An EMT’s view from the front lines of America’s heroin crisis
Driving through the streets of Huntington, West Virginia, with Gordon Merry is a stark reminder of what heroin is doing to American communities.
Merry, director of Cabell-Huntington Emergency Medical Services, points to neighborhoods and homes with razor-sharp recall. He tells a story about responding to a family — mother, father and son — overdosing on heroin.
Luckily, as he tells it, another son wasn’t using and called 911 after his parents and brother overdosed.
Having spent all of his 63 years in this midsize city tucked into the Appalachian mountains, Merry is still at a loss as to why people turn to the drug that is now, by local health estimates, affecting a quarter of Cabell County’s population.
“One overdose is too many. It is unacceptable. The people, I don’t know why they do it,” he said. “It’s destroying a whole generation. We’re losin’ em.”
In Merry’s office, you can see the decades of honors and awards he’s received as director of county Emergency Medical Services. He has worked with senators, representatives and governors. He has worked alongside the Secret Service for presidential visits and dealt with floodwalls when the Ohio River swelled into the city of Huntington.
But after years of preparing a community for crisis, Merry is now dealing with a challenge that’s bigger than most: a crippling heroin epidemic that continues to rage across his town and county. His perspective of the heroin and opioid problems in this part of America is a tragic hometown story and the professional duty of a man tasked to deal with crisis.
The problems here are well-documented. In August, the city’s struggle hit a new benchmark when it saw 27 heroin overdoses in the span of four hours.
With a staff of nearly 175, it is Merry and the Cabell-Huntington EMS who stand at the edge of this crisis as first responders, arriving on scene moments after a user has passed out in their home or a gas station bathroom. Sometimes, Merry said, they see the same people multiple times a day.
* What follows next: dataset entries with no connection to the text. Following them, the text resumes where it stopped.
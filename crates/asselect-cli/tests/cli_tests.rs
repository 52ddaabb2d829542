use std::fs;
use std::path::{Path, PathBuf};

use assert_cmd::Command;
use predicates::prelude::*;
use tempfile::TempDir;

/// Isolated config directory plus a project with both studio versions
struct Env {
    _tmp: TempDir,
    config: PathBuf,
    root: PathBuf,
    exe: PathBuf,
}

impl Env {
    fn new() -> Self {
        let tmp = TempDir::new().unwrap();
        let config = tmp.path().join("config");
        let root = tmp.path().join("OCB");
        let files = [
            ("Logical/Libraries/stale.st", "stale"),
            ("Logical/Libraries_6/Lib6/main.st", "six"),
            ("Logical/Libraries_45/Lib45/main.st", "four-five"),
            ("Physical/Physical.pkg", "active"),
            ("Physical/Physical_6.pkg", "pkg6"),
            ("Physical/Physical_45.pkg", "pkg45"),
            ("OCB.apj", "active"),
            ("OCB_as6.apj", "apj6"),
            ("OCB_as45.apj", "apj45"),
        ];
        for (rel, content) in files {
            write(&root.join(rel), content);
        }

        let exe = tmp.path().join("bin/pg.exe");
        write(&exe, "");

        Self {
            _tmp: tmp,
            config,
            root,
            exe,
        }
    }

    fn cmd(&self) -> Command {
        let mut cmd = Command::cargo_bin("asselect").unwrap();
        cmd.arg("--config-dir").arg(&self.config).env_remove("ASSELECT_LOG");
        cmd
    }

    /// Project root set and AS 6 registered
    fn configured() -> Self {
        let env = Self::new();
        env.cmd().arg("setup").arg(&env.root).assert().success();
        env.cmd()
            .args(["studio", "add", "6"])
            .arg(&env.exe)
            .assert()
            .success();
        env
    }

    /// Configured and switched to AS 6
    fn switched() -> Self {
        let env = Self::configured();
        env.cmd().args(["switch", "6"]).assert().success();
        env
    }
}

fn write(path: &Path, content: &str) {
    fs::create_dir_all(path.parent().unwrap()).unwrap();
    fs::write(path, content).unwrap();
}

#[test]
fn test_help_output() {
    let mut cmd = Command::cargo_bin("asselect").unwrap();
    cmd.arg("--help")
        .assert()
        .success()
        .stdout(predicate::str::contains("Automation Studio"))
        .stdout(predicate::str::contains("setup"))
        .stdout(predicate::str::contains("studio"))
        .stdout(predicate::str::contains("switch"))
        .stdout(predicate::str::contains("sync"))
        .stdout(predicate::str::contains("status"))
        .stdout(predicate::str::contains("watch"))
        .stdout(predicate::str::contains("settings"));
}

#[test]
fn test_version_output() {
    let mut cmd = Command::cargo_bin("asselect").unwrap();
    cmd.arg("--version")
        .assert()
        .success()
        .stdout(predicate::str::contains("0.1.0"));
}

#[test]
fn test_invalid_version_rejected() {
    let env = Env::new();
    env.cmd().args(["switch", "7"]).assert().failure();
}

#[test]
fn test_status_without_project_root() {
    let env = Env::new();
    env.cmd()
        .arg("status")
        .assert()
        .success()
        .stdout(predicate::str::contains("Project root: (not set)"));
}

#[test]
fn test_setup_rejects_incomplete_project() {
    let env = Env::new();
    fs::remove_dir_all(env.root.join("Physical")).unwrap();

    env.cmd()
        .arg("setup")
        .arg(&env.root)
        .assert()
        .failure()
        .stderr(predicate::str::contains("Physical directory not found"));
}

#[test]
fn test_setup_lists_library_sources() {
    let env = Env::new();
    env.cmd()
        .arg("setup")
        .arg(&env.root)
        .assert()
        .success()
        .stdout(predicate::str::contains("Project root set to"))
        .stdout(predicate::str::contains("Libraries_45, Libraries_6"));

    env.cmd()
        .arg("status")
        .assert()
        .success()
        .stdout(predicate::str::contains(env.root.display().to_string()));
}

#[test]
fn test_studio_add_list_remove() {
    let env = Env::new();
    env.cmd()
        .args(["studio", "list"])
        .assert()
        .success()
        .stdout(predicate::str::contains("No studios registered"));

    env.cmd()
        .args(["studio", "add", "4.5"])
        .arg(&env.exe)
        .assert()
        .success()
        .stdout(predicate::str::contains("Registered Automation Studio 4.5"));

    env.cmd()
        .args(["studio", "list"])
        .assert()
        .success()
        .stdout(predicate::str::contains("AS 4.5"));

    env.cmd().args(["studio", "remove", "4.5"]).assert().success();
    env.cmd()
        .args(["studio", "remove", "4.5"])
        .assert()
        .failure()
        .stderr(predicate::str::contains("not registered"));
}

#[test]
fn test_studio_add_requires_existing_executable() {
    let env = Env::new();
    env.cmd()
        .args(["studio", "add", "6", "/nonexistent/pg.exe"])
        .assert()
        .failure()
        .stderr(predicate::str::contains("Executable not found"));
}

#[test]
fn test_switch_requires_registered_studio() {
    let env = Env::new();
    env.cmd().arg("setup").arg(&env.root).assert().success();

    env.cmd()
        .args(["switch", "6"])
        .assert()
        .failure()
        .stderr(predicate::str::contains("not registered"));
}

#[test]
fn test_switch_rewires_project() {
    let env = Env::switched();

    let libraries = env.root.join("Logical/Libraries");
    assert!(!libraries.join("stale.st").exists());
    assert_eq!(fs::read_to_string(libraries.join("Lib6/main.st")).unwrap(), "six");
    assert_eq!(fs::read_to_string(env.root.join("Physical/Physical.pkg")).unwrap(), "pkg6");
    assert_eq!(fs::read_to_string(env.root.join("OCB.apj")).unwrap(), "apj6");

    env.cmd()
        .args(["studio", "list"])
        .assert()
        .success()
        .stdout(predicate::str::contains("* AS 6"));
}

#[test]
fn test_switch_writes_session_log() {
    let env = Env::switched();

    let logs: Vec<_> = fs::read_dir(env.config.join("logs"))
        .unwrap()
        .map(|entry| entry.unwrap().path())
        .collect();
    assert_eq!(logs.len(), 1);

    let content = fs::read_to_string(&logs[0]).unwrap();
    assert!(content.contains("NEW AUTOMATION SELECTOR SESSION STARTED"));
    assert!(content.contains("Studio selected"));
    assert!(content.contains("Project setup completed successfully"));
}

#[test]
fn test_sync_without_project_root() {
    let env = Env::new();
    env.cmd()
        .args(["studio", "add", "6"])
        .arg(&env.exe)
        .assert()
        .success();

    env.cmd()
        .args(["sync", "6"])
        .assert()
        .failure()
        .stderr(predicate::str::contains("No project root configured"));
}

#[test]
fn test_sync_mirrors_working_copy() {
    let env = Env::switched();
    write(&env.root.join("Logical/Libraries/Lib6/new.st"), "fresh");
    fs::remove_file(env.root.join("Logical/Libraries/Lib6/main.st")).unwrap();

    env.cmd()
        .arg("sync")
        .assert()
        .success()
        .stdout(predicate::str::contains("Created:  1"))
        .stdout(predicate::str::contains("Deleted:  1"))
        .stdout(predicate::str::contains("Files synced: 2"));

    let source = env.root.join("Logical/Libraries_6/Lib6");
    assert_eq!(fs::read_to_string(source.join("new.st")).unwrap(), "fresh");
    assert!(!source.join("main.st").exists());
    assert!(env.root.join("Logical/Libraries_6_backup").is_dir());

    env.cmd()
        .arg("status")
        .assert()
        .success()
        .stdout(predicate::str::contains("In sync"))
        .stdout(predicate::str::contains("Backups: 1"));
}

#[test]
fn test_sync_refuses_studio_not_switched_in() {
    let env = Env::configured();
    env.cmd()
        .args(["studio", "add", "4.5"])
        .arg(&env.exe)
        .assert()
        .success();
    env.cmd().args(["switch", "6"]).assert().success();

    let mismatched: [&[&str]; 3] = [&["sync", "4.5"], &["sync", "4.5", "--dry-run"], &["watch", "4.5"]];
    for args in mismatched {
        env.cmd()
            .args(args)
            .assert()
            .failure()
            .stderr(predicate::str::contains("switched to Automation Studio 6, not 4.5"));
    }

    let source45 = env.root.join("Logical/Libraries_45");
    assert_eq!(fs::read_to_string(source45.join("Lib45/main.st")).unwrap(), "four-five");
    assert!(!source45.join("Lib6").exists());
    assert!(!env.root.join("Logical/Libraries_45_backup").exists());
}

#[test]
fn test_sync_requires_a_switch_first() {
    let env = Env::configured();

    env.cmd()
        .args(["sync", "6"])
        .assert()
        .failure()
        .stderr(predicate::str::contains("No studio selected"));

    assert!(env.root.join("Logical/Libraries/stale.st").exists());
    assert!(!env.root.join("Logical/Libraries_6/stale.st").exists());
}

#[test]
fn test_sync_dry_run_changes_nothing() {
    let env = Env::switched();
    write(&env.root.join("Logical/Libraries/Lib6/new.st"), "fresh");

    env.cmd()
        .args(["sync", "--dry-run"])
        .assert()
        .success()
        .stdout(predicate::str::contains("1 pending change(s)"))
        .stdout(predicate::str::contains("new"));

    assert!(!env.root.join("Logical/Libraries_6/Lib6/new.st").exists());

    env.cmd()
        .arg("status")
        .assert()
        .success()
        .stdout(predicate::str::contains("Pending: 0 modified, 1 new, 0 deleted"));
}

#[test]
fn test_sync_respects_disabled_backup() {
    let env = Env::switched();
    env.cmd()
        .args(["settings", "set", "--backup", "false"])
        .assert()
        .success();
    write(&env.root.join("Logical/Libraries/Lib6/new.st"), "fresh");

    env.cmd()
        .arg("sync")
        .assert()
        .success()
        .stdout(predicate::str::contains("Backup:").not());

    assert!(!env.root.join("Logical/Libraries_6_backup").exists());
}

#[test]
fn test_watch_requires_selected_studio() {
    let env = Env::new();
    env.cmd().arg("setup").arg(&env.root).assert().success();

    env.cmd()
        .arg("watch")
        .assert()
        .failure()
        .stderr(predicate::str::contains("No studio selected"));
}

#[test]
fn test_settings_show_defaults() {
    let env = Env::new();
    env.cmd()
        .arg("settings")
        .assert()
        .success()
        .stdout(predicate::str::contains("periodic_interval_minutes = 5"))
        .stdout(predicate::str::contains("max_backups               = 3"));

    assert!(env.config.join("auto_sync.toml").exists());
}

#[test]
fn test_settings_set_and_reset() {
    let env = Env::new();
    env.cmd()
        .args(["settings", "set", "--interval", "10", "--periodic", "false"])
        .assert()
        .success()
        .stdout(predicate::str::contains("periodic_interval_minutes = 10"))
        .stdout(predicate::str::contains("periodic_enabled          = false"));

    env.cmd()
        .args(["settings", "show"])
        .assert()
        .success()
        .stdout(predicate::str::contains("periodic_interval_minutes = 10"));

    env.cmd()
        .args(["settings", "reset"])
        .assert()
        .success()
        .stdout(predicate::str::contains("periodic_interval_minutes = 5"));
}

#[test]
fn test_settings_rejects_out_of_range() {
    let env = Env::new();
    env.cmd()
        .args(["settings", "set", "--interval", "0"])
        .assert()
        .failure()
        .stderr(predicate::str::contains("between 1 and 60"));

    env.cmd()
        .args(["settings", "set", "--max-backups", "11"])
        .assert()
        .failure()
        .stderr(predicate::str::contains("max backups"));

    env.cmd()
        .arg("settings")
        .assert()
        .success()
        .stdout(predicate::str::contains("periodic_interval_minutes = 5"));
}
Beyond the toll it’s taken on the community, the hardened psyches of Merry’s paramedics and EMTs have also been shaken by the dizzying pace of overdoses. His office started holding monthly support group meetings to deal with the emotional effects of what the EMTs are seeing every day.
“I think, truly, we were struggling with that,” Merry said. “And that’s why we started to work with local hospitals to try and get them counseling, to deal with these problems.”
Beyond Huntington, the opioid problem continues to plague West Virginia, from the panhandle in the north to the southern reaches bordering Kentucky. According to the Centers for Disease Control and Prevention, the rate of opioid overdose deaths here in 2014 was the highest in the nation.
Between 2014 and 2015, the state’s opioid overdose deaths jumped 17%. In 2017 alone, Merry’s EMTs have responded to nearly 1,000 overdoses, most of them involving heroin.
For decades, Huntington was a humming railroad hub. It’s also home to Marshall University, the second-largest university in the state, and Saturdays in the fall are defined by football. But since the resurgence of heroin and opioids, Huntington has become a portrait of the problem — a snapshot of the larger issue plaguing communities across America.
“I don’t want people to think this is unique to Huntington,” Merry said, “This problem is across the US. I think that we are open about our problem, I think we’re aggressively trying to mitigate the problem, but no one knows the answer at this point.”
One of the most important tools Merry’s team employs is Narcan (the generic version is called naloxone), a drug designed to block the effects of opioids in the brain and bring users who have overdosed back to consciousness. Merry said that for a long time, Narcan sat unused in his ambulances, there only because it was mandated by the government to be in all EMS vehicles.
Now, as the heroin epidemic has grown and the addition of dangerous opioids like fentanyl and carfentanil has made the drug even stronger and more deadly, the need for — and supply of — Narcan has grown exponentially.
“It used to be we would buy Narcan, it would expire; we’d throw it away,” Merry said. “We didn’t have it; we didn’t use it.” But the modern heroin epidemic changed all that. “It used to be one dose (of Narcan) would revive them. The problem is now, (heroin is) mixed with fentanyl or carfentanil. It’s multiple doses, as many as five, six, seven, eight doses to revive someone.”
As the drug problem in Huntington takes its toll on community resources, residents hope to reverse the problem. But Merry isn’t very optimistic.
“I think we’re losing a generation, maybe two generations,” he said. “The adults are having children, and the children, unfortunately, don’t have much of a chance because of the environment they’re growing up in. That’s probably the hardest thing to deal with.”